▶ **EXERCISE PROMPT**
What you need to produce from the material below is an exact transcription of the lines from the one with "Outcome::Failed => campaign.failed" through the one with "async fn delete_campaign(&self, id: CampaignId)", both included, and no other line.
BEGIN
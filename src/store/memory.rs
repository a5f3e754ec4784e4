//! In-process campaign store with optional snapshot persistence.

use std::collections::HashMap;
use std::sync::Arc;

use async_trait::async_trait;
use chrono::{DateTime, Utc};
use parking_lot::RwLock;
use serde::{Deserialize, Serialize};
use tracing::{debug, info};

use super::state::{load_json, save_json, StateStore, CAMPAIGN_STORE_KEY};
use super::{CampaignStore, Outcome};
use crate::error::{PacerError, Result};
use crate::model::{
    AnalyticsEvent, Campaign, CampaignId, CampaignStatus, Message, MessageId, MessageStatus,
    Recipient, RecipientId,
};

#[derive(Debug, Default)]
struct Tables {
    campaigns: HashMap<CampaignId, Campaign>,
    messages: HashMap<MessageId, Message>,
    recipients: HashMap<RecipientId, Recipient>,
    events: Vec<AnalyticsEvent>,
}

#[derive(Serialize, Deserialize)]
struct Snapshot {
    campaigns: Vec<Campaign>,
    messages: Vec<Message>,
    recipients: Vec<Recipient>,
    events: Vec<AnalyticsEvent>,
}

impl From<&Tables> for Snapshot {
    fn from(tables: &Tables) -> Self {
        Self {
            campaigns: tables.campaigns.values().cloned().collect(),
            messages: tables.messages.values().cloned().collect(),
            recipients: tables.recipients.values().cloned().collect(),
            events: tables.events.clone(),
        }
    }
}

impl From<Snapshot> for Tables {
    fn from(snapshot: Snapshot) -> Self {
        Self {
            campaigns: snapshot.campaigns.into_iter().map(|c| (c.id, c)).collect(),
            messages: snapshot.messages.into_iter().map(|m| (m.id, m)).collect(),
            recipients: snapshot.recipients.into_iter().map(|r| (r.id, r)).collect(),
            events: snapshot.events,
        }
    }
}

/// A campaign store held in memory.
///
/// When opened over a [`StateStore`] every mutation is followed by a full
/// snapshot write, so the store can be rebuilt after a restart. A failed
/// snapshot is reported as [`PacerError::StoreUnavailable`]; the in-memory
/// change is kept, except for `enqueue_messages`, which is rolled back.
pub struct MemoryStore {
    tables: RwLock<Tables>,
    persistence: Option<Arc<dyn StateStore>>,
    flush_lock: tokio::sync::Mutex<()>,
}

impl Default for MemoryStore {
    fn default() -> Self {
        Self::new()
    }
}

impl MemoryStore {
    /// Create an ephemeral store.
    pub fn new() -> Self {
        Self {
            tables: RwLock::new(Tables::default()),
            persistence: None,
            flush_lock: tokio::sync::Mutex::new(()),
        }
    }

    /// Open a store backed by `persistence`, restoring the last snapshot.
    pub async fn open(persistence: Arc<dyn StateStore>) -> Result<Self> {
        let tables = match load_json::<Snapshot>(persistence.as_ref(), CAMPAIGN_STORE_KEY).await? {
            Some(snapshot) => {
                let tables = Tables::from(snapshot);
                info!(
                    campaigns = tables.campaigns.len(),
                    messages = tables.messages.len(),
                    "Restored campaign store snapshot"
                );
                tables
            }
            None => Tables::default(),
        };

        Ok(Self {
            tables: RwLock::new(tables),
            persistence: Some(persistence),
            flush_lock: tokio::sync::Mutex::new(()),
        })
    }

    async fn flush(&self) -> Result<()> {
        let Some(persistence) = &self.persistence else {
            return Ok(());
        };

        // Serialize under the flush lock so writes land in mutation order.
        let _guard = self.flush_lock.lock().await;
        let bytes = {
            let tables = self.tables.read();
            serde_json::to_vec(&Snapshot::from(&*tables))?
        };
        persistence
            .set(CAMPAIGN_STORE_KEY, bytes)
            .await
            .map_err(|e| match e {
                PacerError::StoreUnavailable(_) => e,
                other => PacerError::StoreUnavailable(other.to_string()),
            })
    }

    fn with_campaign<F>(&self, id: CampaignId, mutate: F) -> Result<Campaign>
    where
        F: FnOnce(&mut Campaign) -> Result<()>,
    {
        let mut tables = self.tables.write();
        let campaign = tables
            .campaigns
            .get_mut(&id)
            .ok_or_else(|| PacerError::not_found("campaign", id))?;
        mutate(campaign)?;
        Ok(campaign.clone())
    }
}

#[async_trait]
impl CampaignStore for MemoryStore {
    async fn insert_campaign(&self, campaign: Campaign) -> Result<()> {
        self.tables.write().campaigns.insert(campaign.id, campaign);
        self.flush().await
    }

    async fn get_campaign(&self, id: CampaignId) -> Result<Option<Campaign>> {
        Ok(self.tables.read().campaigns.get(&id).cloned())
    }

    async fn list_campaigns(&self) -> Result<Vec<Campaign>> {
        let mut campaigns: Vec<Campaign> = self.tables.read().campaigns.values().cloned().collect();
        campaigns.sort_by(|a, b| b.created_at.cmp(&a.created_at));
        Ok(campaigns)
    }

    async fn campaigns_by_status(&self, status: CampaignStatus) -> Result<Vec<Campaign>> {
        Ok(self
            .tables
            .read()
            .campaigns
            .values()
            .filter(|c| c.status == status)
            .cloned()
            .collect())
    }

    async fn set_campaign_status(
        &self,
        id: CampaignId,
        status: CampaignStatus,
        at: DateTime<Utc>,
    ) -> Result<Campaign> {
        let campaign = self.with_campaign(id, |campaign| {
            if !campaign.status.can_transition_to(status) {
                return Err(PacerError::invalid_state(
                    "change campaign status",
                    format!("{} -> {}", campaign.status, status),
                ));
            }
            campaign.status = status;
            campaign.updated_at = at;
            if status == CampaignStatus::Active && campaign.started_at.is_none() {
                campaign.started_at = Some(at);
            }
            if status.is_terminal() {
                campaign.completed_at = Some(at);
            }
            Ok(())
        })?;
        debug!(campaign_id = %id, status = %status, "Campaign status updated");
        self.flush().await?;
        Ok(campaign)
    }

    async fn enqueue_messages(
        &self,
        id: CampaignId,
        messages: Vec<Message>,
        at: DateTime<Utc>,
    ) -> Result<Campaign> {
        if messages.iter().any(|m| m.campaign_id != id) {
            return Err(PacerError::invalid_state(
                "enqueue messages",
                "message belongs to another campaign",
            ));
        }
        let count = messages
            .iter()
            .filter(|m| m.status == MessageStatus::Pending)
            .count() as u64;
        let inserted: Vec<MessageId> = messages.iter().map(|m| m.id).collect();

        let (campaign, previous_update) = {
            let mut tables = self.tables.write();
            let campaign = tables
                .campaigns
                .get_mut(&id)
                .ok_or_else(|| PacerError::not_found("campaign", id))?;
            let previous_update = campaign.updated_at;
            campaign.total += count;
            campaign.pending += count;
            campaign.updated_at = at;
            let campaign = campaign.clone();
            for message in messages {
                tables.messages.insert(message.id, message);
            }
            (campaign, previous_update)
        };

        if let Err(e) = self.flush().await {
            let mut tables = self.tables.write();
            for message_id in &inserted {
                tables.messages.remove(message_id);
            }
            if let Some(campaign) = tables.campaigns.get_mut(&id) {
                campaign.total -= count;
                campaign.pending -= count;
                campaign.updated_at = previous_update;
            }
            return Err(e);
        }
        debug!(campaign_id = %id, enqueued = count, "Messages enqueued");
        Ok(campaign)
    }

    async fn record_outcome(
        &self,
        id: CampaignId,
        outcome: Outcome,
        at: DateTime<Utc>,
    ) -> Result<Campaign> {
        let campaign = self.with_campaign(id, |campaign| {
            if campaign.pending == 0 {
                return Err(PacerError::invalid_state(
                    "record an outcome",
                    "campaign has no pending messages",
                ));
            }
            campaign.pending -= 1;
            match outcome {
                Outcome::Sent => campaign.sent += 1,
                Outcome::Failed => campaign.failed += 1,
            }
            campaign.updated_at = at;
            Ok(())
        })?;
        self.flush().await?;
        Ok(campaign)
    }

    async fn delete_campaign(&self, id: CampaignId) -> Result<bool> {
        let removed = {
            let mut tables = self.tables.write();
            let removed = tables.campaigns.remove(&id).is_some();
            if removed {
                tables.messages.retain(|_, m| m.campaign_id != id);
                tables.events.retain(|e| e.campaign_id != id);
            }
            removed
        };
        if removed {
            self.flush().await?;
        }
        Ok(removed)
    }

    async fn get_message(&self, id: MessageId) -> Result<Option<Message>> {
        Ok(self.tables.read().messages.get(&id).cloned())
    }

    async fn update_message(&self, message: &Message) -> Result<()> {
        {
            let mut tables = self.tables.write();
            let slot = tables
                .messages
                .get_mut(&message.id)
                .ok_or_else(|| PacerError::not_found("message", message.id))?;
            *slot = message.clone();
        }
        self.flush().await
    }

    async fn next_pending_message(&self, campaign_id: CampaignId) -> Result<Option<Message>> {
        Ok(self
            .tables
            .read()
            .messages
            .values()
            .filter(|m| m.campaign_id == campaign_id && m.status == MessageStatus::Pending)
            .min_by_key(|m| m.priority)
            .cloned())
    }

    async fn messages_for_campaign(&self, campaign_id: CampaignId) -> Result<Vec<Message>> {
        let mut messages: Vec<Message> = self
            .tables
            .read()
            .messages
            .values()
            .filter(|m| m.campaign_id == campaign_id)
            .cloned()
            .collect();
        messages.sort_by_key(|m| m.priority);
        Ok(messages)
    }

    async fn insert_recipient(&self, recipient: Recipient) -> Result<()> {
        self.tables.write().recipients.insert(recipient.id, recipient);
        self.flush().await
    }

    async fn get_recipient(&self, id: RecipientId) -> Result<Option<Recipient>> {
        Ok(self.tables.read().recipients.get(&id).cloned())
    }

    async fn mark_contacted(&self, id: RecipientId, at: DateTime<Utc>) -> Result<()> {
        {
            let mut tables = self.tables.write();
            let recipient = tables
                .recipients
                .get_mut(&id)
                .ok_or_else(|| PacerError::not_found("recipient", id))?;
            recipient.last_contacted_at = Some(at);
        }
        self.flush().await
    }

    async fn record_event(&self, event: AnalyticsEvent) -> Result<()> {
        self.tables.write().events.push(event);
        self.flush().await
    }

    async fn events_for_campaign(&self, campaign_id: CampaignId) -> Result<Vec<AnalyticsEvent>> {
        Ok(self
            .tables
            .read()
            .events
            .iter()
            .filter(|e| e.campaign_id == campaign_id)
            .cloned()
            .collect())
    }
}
END
▶ **YOUR RESPONSE**
                Outcome::Failed => campaign.failed += 1,
            }
            campaign.updated_at = at;
            Ok(())
        })?;
        self.flush().await?;
        Ok(campaign)
    }

    async fn delete_campaign(&self, id: CampaignId) -> Result<bool> {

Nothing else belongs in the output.